Please be aware that some programs and video content are temporarily unavailable, as the CEMM transitions to a new website. This content will be available soon but if you have any questions or concerns please contact us here

Real Patient: Herniated Disc


I suspect that I had an injury to my back roughly about four-and-a-half to five years ago. That was in my first career field, which was air transportation.

In that career field, it’s very stressful on my body because of the amount of manual labor that has to get done. What we do is we upload cargo and download cargo from the aircrafts. A lot of the times you’re using fork lifts, but the majority of it is pushing the pallets on and off the aircraft, which does create a lot of stress on my body. Which irritated a lot, which started my back problem.

The doctor stated that it’s probably from the sciatic nerve that was in my lower back because there was a little bit of arthritis that built up back there from the amount of work that I had done in the past. So I did roughly about two months of physical therapy, and he put me on some pain medication to help deal with the calming the nerve down. So it was a nerve medication that he prescribed.

Just wasn’t getting any better at that point. So I went back in to see the PCM to see what else we might be able to do. And he suggested that we get an MRI done and x-rays just to look at the spine and see what all was going, what all was happening with the nerves and the discs that are back there.

So the MRI’s and the x-ray showed that I had a herniated disc in my L5-S1. It’s kind of like a, if you look at a jelly donut, it has the jelly that’s in the inside of the donut, and what had happened is if you press on that jelly donut, the jelly will actually come out of the side wall of the donut. So if you look at that as like your disc, inside of your disc you have that gel, it’s almost like a gel. And when that comes out and protrudes from that disc, that irritates the nerve and pushes on the nerve. Which creates the pain down the leg on the sciatic nerve.

So the next process that I went through was the radio frequency ablation. Which is where they take the needle and they find where the nerve is at, they put the needle there, and then it’s kind of like burning the nerves. So, the nerve will not send the signal to the brain that there is pain. So I had six injections with the radio frequency ablation. Three on the left side and three on the right side. And with the amount of disc, the amount of less disc that was there, it kind of helped out for about six months.

I went in the day of my surgery for the open discectomy. I had my IV injections, I was laying in the bed, and the doctor actually came in and mentioned to me that he had been thinking about my case all weekend. And right at the last minute, he was suggesting that instead of doing the open discectomy, because of the amount of scar tissue that was already back there, that this open discectomy might not resolve a lot of my issues. So then he kind of gave me a second option of a lumbar spinal fusion.

Now with a lumbar spinal fusion would actually create two rods and then a spacer that would go in place of my disc that would lift up, lift up my spine a little bit to create that, create that disc for the most part. It would actually fuse the disc together so that I wouldn’t have a lot of the compression on the nerves anymore.

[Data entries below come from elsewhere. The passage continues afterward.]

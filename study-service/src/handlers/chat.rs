use crate::dtos::chat::{ChatTurnResponse, CreateSessionRequest, SendMessageRequest};
use crate::middleware::UserId;
use crate::startup::AppState;
use axum::extract::{Path, State};
use axum::http::StatusCode;
use axum::response::IntoResponse;
use axum::Json;
use service_core::error::AppError;
use tracing::instrument;
use uuid::Uuid;
use validator::Validate;

use super::require_member;

#[instrument(skip(state, payload), fields(user_id))]
pub async fn create_session(
    State(state): State<AppState>,
    user_id: UserId,
    Json(payload): Json<CreateSessionRequest>,
) -> Result<impl IntoResponse, AppError> {
    payload.validate()?;

    let session = state
        .chat
        .create_session(user_id.0, payload.class_id, &payload.title)
        .await?;

    Ok((StatusCode::CREATED, Json(session)))
}

#[instrument(skip(state), fields(user_id))]
pub async fn list_sessions(
    State(state): State<AppState>,
    user_id: UserId,
    Path(class_id): Path<Uuid>,
) -> Result<impl IntoResponse, AppError> {
    require_member(&state, user_id.0, class_id).await?;
    let sessions = state.db.list_sessions(user_id.0, class_id).await?;
    Ok(Json(sessions))
}

#[instrument(skip(state, payload), fields(user_id))]
pub async fn send_message(
    State(state): State<AppState>,
    user_id: UserId,
    Path(session_id): Path<Uuid>,
    Json(payload): Json<SendMessageRequest>,
) -> Result<impl IntoResponse, AppError> {
    payload.validate()?;

    let turn = state
        .chat
        .send_message(user_id.0, session_id, &payload.content)
        .await?;

    Ok(Json(ChatTurnResponse::from(turn)))
}

#[instrument(skip(state), fields(user_id))]
pub async fn list_messages(
    State(state): State<AppState>,
    user_id: UserId,
    Path(session_id): Path<Uuid>,
) -> Result<impl IntoResponse, AppError> {
    let session = state
        .db
        .get_session(session_id)
        .await?
        .ok_or_else(|| AppError::NotFound(anyhow::anyhow!("Session not found")))?;

    if session.user_id != user_id.0 {
        return Err(AppError::Forbidden(anyhow::anyhow!(
            "Session belongs to another user"
        )));
    }

    let messages = state.db.list_messages(session_id).await?;
    Ok(Json(messages))
}

/// Close a session and release its concurrency slot.
#[instrument(skip(state), fields(user_id))]
pub async fn close_session(
    State(state): State<AppState>,
    user_id: UserId,
    Path(session_id): Path<Uuid>,
) -> Result<impl IntoResponse, AppError> {
    let session = state
        .db
        .close_session(session_id, user_id.0)
        .await?
        .ok_or_else(|| AppError::NotFound(anyhow::anyhow!("Session not found")))?;

    Ok(Json(session))
}
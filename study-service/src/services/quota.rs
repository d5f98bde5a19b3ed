//! Quota engine: lazy window resets, chat eligibility gating, and token
//! commits, all serialized through row locks on the tracker.

use crate::config::BillingZone;
use crate::models::{ChatSession, ClassMembership, UsageTracker};
use crate::services::database::Database;
use crate::services::metrics;
use chrono::{Local, NaiveDate, Utc};
use service_core::error::AppError;
use std::sync::Arc;
use tracing::{info, instrument, warn};
use uuid::Uuid;

/// Why a chat turn or session was refused. Ordered: the gate checks
/// membership, then the chat flag, then the windows narrowest first, then
/// concurrency, and reports the first failure.
#[derive(Debug, Clone, Copy, PartialEq, Eq)]
pub enum DenialReason {
    NotEnrolled,
    ChatDisabled,
    DailyLimit,
    WeeklyLimit,
    MonthlyLimit,
    ConcurrencyLimit,
}

impl DenialReason {
    pub fn as_str(&self) -> &'static str {
        match self {
            DenialReason::NotEnrolled => "not_enrolled",
            DenialReason::ChatDisabled => "chat_disabled",
            DenialReason::DailyLimit => "daily_limit",
            DenialReason::WeeklyLimit => "weekly_limit",
            DenialReason::MonthlyLimit => "monthly_limit",
            DenialReason::ConcurrencyLimit => "concurrency_limit",
        }
    }

    pub fn user_message(&self) -> &'static str {
        match self {
            DenialReason::NotEnrolled => "You are not a member of this class",
            DenialReason::ChatDisabled => "Chat is disabled for your membership",
            DenialReason::DailyLimit => "Daily token limit reached",
            DenialReason::WeeklyLimit => "Weekly token limit reached",
            DenialReason::MonthlyLimit => "Monthly token limit reached",
            DenialReason::ConcurrencyLimit => "Too many active chat sessions",
        }
    }
}

impl From<DenialReason> for AppError {
    fn from(reason: DenialReason) -> Self {
        match reason {
            DenialReason::NotEnrolled | DenialReason::ChatDisabled => {
                AppError::Forbidden(anyhow::anyhow!(reason.user_message()))
            }
            _ => AppError::TooManyRequests(reason.user_message().to_string(), None),
        }
    }
}

/// Gate verdict for a prospective chat turn or session.
#[derive(Debug, Clone, Copy, PartialEq, Eq)]
pub enum ChatEligibility {
    Allowed,
    Denied(DenialReason),
}

impl ChatEligibility {
    pub fn is_allowed(&self) -> bool {
        matches!(self, ChatEligibility::Allowed)
    }
}

/// Source of "today" for window boundaries. All reset decisions go through
/// this so the billing calendar is configured in exactly one place.
#[derive(Debug, Clone, Copy)]
pub struct BillingClock {
    zone: BillingZone,
}

impl BillingClock {
    pub fn new(zone: BillingZone) -> Self {
        Self { zone }
    }

    pub fn server_local() -> Self {
        Self {
            zone: BillingZone::ServerLocal,
        }
    }

    pub fn today(&self) -> NaiveDate {
        match self.zone {
            BillingZone::Named(tz) => Utc::now().with_timezone(&tz).date_naive(),
            BillingZone::ServerLocal => Local::now().date_naive(),
        }
    }
}

/// First window whose counter has reached its limit, in narrowest-first
/// order. Assumes pending resets have already been applied.
pub fn exceeded_window(
    membership: &ClassMembership,
    tracker: &UsageTracker,
) -> Option<DenialReason> {
    if tracker.daily_tokens_used >= membership.daily_token_limit {
        Some(DenialReason::DailyLimit)
    } else if tracker.weekly_tokens_used >= membership.weekly_token_limit {
        Some(DenialReason::WeeklyLimit)
    } else if tracker.monthly_tokens_used >= membership.monthly_token_limit {
        Some(DenialReason::MonthlyLimit)
    } else {
        None
    }
}

#[derive(Clone)]
pub struct QuotaEngine {
    db: Arc<Database>,
    clock: BillingClock,
}

impl QuotaEngine {
    pub fn new(db: Arc<Database>, clock: BillingClock) -> Self {
        Self { db, clock }
    }

    /// Run the full pre-turn gate: membership, chat flag, quota windows,
    /// then concurrency. Applies pending resets (and persists them) as a
    /// side effect, so a denial is always judged against fresh counters.
    #[instrument(skip(self))]
    pub async fn evaluate_chat_eligibility(
        &self,
        user_id: Uuid,
        class_id: Uuid,
    ) -> Result<ChatEligibility, AppError> {
        let membership = match self.db.get_membership(user_id, class_id).await? {
            Some(m) => m,
            None => return Ok(self.deny(class_id, DenialReason::NotEnrolled)),
        };

        if !membership.can_chat {
            return Ok(self.deny(class_id, DenialReason::ChatDisabled));
        }

        let tracker = self.refreshed_tracker(user_id, class_id).await?;
        if let Some(reason) = exceeded_window(&membership, &tracker) {
            return Ok(self.deny(class_id, reason));
        }

        let mut conn = self.db.pool().acquire().await.map_err(acquire_err)?;
        let active = Database::count_active_sessions(&mut *conn, user_id, class_id).await?;
        if active >= membership.max_concurrent_chats as i64 {
            return Ok(self.deny(class_id, DenialReason::ConcurrencyLimit));
        }

        Ok(ChatEligibility::Allowed)
    }

    /// Add a completed turn's tokens to all three windows. Resets are
    /// applied first so the spend lands in the current windows. The tracker
    /// row lock serializes this against concurrent gates and commits.
    #[instrument(skip(self))]
    pub async fn commit_token_usage(
        &self,
        user_id: Uuid,
        class_id: Uuid,
        tokens: i64,
    ) -> Result<UsageTracker, AppError> {
        let today = self.clock.today();

        let mut tx = self.db.pool().begin().await.map_err(acquire_err)?;
        let mut tracker =
            Database::fetch_or_create_tracker(&mut *tx, user_id, class_id, today).await?;
        tracker.apply_pending_resets(today);
        tracker.add_tokens(tokens);
        Database::store_tracker(&mut *tx, &tracker).await?;
        tx.commit().await.map_err(acquire_err)?;

        metrics::record_tokens_committed(&class_id.to_string(), tokens);
        info!(
            user_id = %user_id,
            class_id = %class_id,
            tokens = tokens,
            daily = tracker.daily_tokens_used,
            "Committed token usage"
        );

        Ok(tracker)
    }

    /// Fresh tracker state with pending resets applied and persisted.
    #[instrument(skip(self))]
    pub async fn refreshed_tracker(
        &self,
        user_id: Uuid,
        class_id: Uuid,
    ) -> Result<UsageTracker, AppError> {
        let today = self.clock.today();

        let mut tx = self.db.pool().begin().await.map_err(acquire_err)?;
        let mut tracker =
            Database::fetch_or_create_tracker(&mut *tx, user_id, class_id, today).await?;
        if tracker.apply_pending_resets(today) {
            Database::store_tracker(&mut *tx, &tracker).await?;
        }
        tx.commit().await.map_err(acquire_err)?;

        Ok(tracker)
    }

    /// Create a session if the member may open one. The gate and the insert
    /// run in a single transaction with the membership row locked, so two
    /// racing requests cannot both slip under the concurrency cap.
    #[instrument(skip(self, title))]
    pub async fn reserve_session(
        &self,
        user_id: Uuid,
        class_id: Uuid,
        title: &str,
    ) -> Result<Result<ChatSession, DenialReason>, AppError> {
        let today = self.clock.today();

        let mut tx = self.db.pool().begin().await.map_err(acquire_err)?;

        let membership =
            match Database::get_membership_for_update(&mut *tx, user_id, class_id).await? {
                Some(m) => m,
                None => return Ok(Err(self.denied(class_id, DenialReason::NotEnrolled))),
            };

        if !membership.can_chat {
            return Ok(Err(self.denied(class_id, DenialReason::ChatDisabled)));
        }

        let mut tracker =
            Database::fetch_or_create_tracker(&mut *tx, user_id, class_id, today).await?;
        if tracker.apply_pending_resets(today) {
            Database::store_tracker(&mut *tx, &tracker).await?;
        }
        // Denials past this point commit first: lazily-applied resets must
        // survive a refusal, same as in evaluate_chat_eligibility.
        if let Some(reason) = exceeded_window(&membership, &tracker) {
            tx.commit().await.map_err(acquire_err)?;
            return Ok(Err(self.denied(class_id, reason)));
        }

        let active = Database::count_active_sessions(&mut *tx, user_id, class_id).await?;
        if active >= membership.max_concurrent_chats as i64 {
            tx.commit().await.map_err(acquire_err)?;
            return Ok(Err(self.denied(class_id, DenialReason::ConcurrencyLimit)));
        }

        let session = Database::insert_session(&mut *tx, user_id, class_id, title).await?;
        tx.commit().await.map_err(acquire_err)?;

        info!(
            user_id = %user_id,
            class_id = %class_id,
            session_id = %session.session_id,
            "Reserved chat session"
        );

        Ok(Ok(session))
    }

    fn deny(&self, class_id: Uuid, reason: DenialReason) -> ChatEligibility {
        ChatEligibility::Denied(self.denied(class_id, reason))
    }

    fn denied(&self, class_id: Uuid, reason: DenialReason) -> DenialReason {
        warn!(class_id = %class_id, reason = reason.as_str(), "Chat gate denied");
        metrics::record_gate_denial(&class_id.to_string(), reason.as_str());
        reason
    }
}

fn acquire_err(e: sqlx::Error) -> AppError {
    AppError::DatabaseError(anyhow::anyhow!("{}", e))
}

#[cfg(test)]
mod tests {
    use super::*;
    use chrono::{NaiveDate, Utc};

    fn membership(daily: i64, weekly: i64, monthly: i64) -> ClassMembership {
        ClassMembership {
            membership_id: Uuid::new_v4(),
            user_id: Uuid::new_v4(),
            class_id: Uuid::new_v4(),
            is_manager: false,
            can_chat: true,
            max_concurrent_chats: 3,
            is_sponsored: false,
            daily_token_limit: daily,
            weekly_token_limit: weekly,
            monthly_token_limit: monthly,
            joined_utc: Utc::now(),
        }
    }

    fn tracker(daily: i64, weekly: i64, monthly: i64) -> UsageTracker {
        let today = NaiveDate::from_ymd_opt(2025, 9, 3).unwrap();
        UsageTracker {
            tracker_id: Uuid::new_v4(),
            user_id: Uuid::new_v4(),
            class_id: Uuid::new_v4(),
            daily_tokens_used: daily,
            weekly_tokens_used: weekly,
            monthly_tokens_used: monthly,
            last_daily_reset: today,
            last_weekly_reset: today,
            last_monthly_reset: today,
        }
    }

    #[test]
    fn under_every_limit_passes() {
        let m = membership(1_000, 5_000, 15_000);
        assert_eq!(exceeded_window(&m, &tracker(999, 4_999, 14_999)), None);
    }

    #[test]
    fn at_the_limit_is_exceeded() {
        let m = membership(1_000, 5_000, 15_000);
        assert_eq!(
            exceeded_window(&m, &tracker(1_000, 1_000, 1_000)),
            Some(DenialReason::DailyLimit)
        );
    }

    #[test]
    fn narrowest_window_wins_when_several_are_over() {
        let m = membership(1_000, 5_000, 15_000);
        assert_eq!(
            exceeded_window(&m, &tracker(1_500, 6_000, 16_000)),
            Some(DenialReason::DailyLimit)
        );
        assert_eq!(
            exceeded_window(&m, &tracker(0, 6_000, 16_000)),
            Some(DenialReason::WeeklyLimit)
        );
        assert_eq!(
            exceeded_window(&m, &tracker(0, 0, 16_000)),
            Some(DenialReason::MonthlyLimit)
        );
    }

    #[test]
    fn membership_denials_map_to_forbidden() {
        let err: AppError = DenialReason::ChatDisabled.into();
        assert!(matches!(err, AppError::Forbidden(_)));
        let err: AppError = DenialReason::NotEnrolled.into();
        assert!(matches!(err, AppError::Forbidden(_)));
    }

    #[test]
    fn quota_denials_map_to_too_many_requests() {
        for reason in [
            DenialReason::DailyLimit,
            DenialReason::WeeklyLimit,
            DenialReason::MonthlyLimit,
            DenialReason::ConcurrencyLimit,
        ] {
            let err: AppError = reason.into();
            assert!(matches!(err, AppError::TooManyRequests(_, _)));
        }
    }
}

The effect on my wife was very stressful for her. Knowing with everyday activities that we do with our children and with everything, with cooking breakfast, to getting the kids ready, to taking care of them, to feeding the babies, it was a lot on her. And I’m very thankful that she stayed positive, and we both were able to work through this. And knew there was going to be a positive outcome.

You know, after surgery I got right up. They wanted you to walk around, I started walking around. I’m doing everyday, every normal everyday activities. I just had my appointment yesterday, which he cleared me for, you know, going back to swimming that I’m trying to do to build up my cardio. To you know, he said I could start a lot more walking and maybe try a little bit of running.

Everyday life from fitness to my health, you know, all that has to change because, you know, especially with nutrition. Whatever you take in your body, it’s what you’re going to be putting out. So you want to make sure you put in the healthy foods and you’re exercising. And for me being able to recover and go back to my normal, I would say normal life, has been a great help and the surgery has done numerous things for me and has uplifted me spiritually and positively.

I feel optimistic about the future in every aspect of my life. In my career, my family, my education, just because now not dealing with the pain that I’m going, that I was going through. And now have that clear mind to be able to push forward is definitely positive for me.

Stay consistent with your primary care manager. Work hand-in-hand with them. Go in when you notice something is wrong early rather than putting it off. Understand that you have to take care of yourself is going to be priority because you can’t accomplish the mission if you can’t take care of yourself.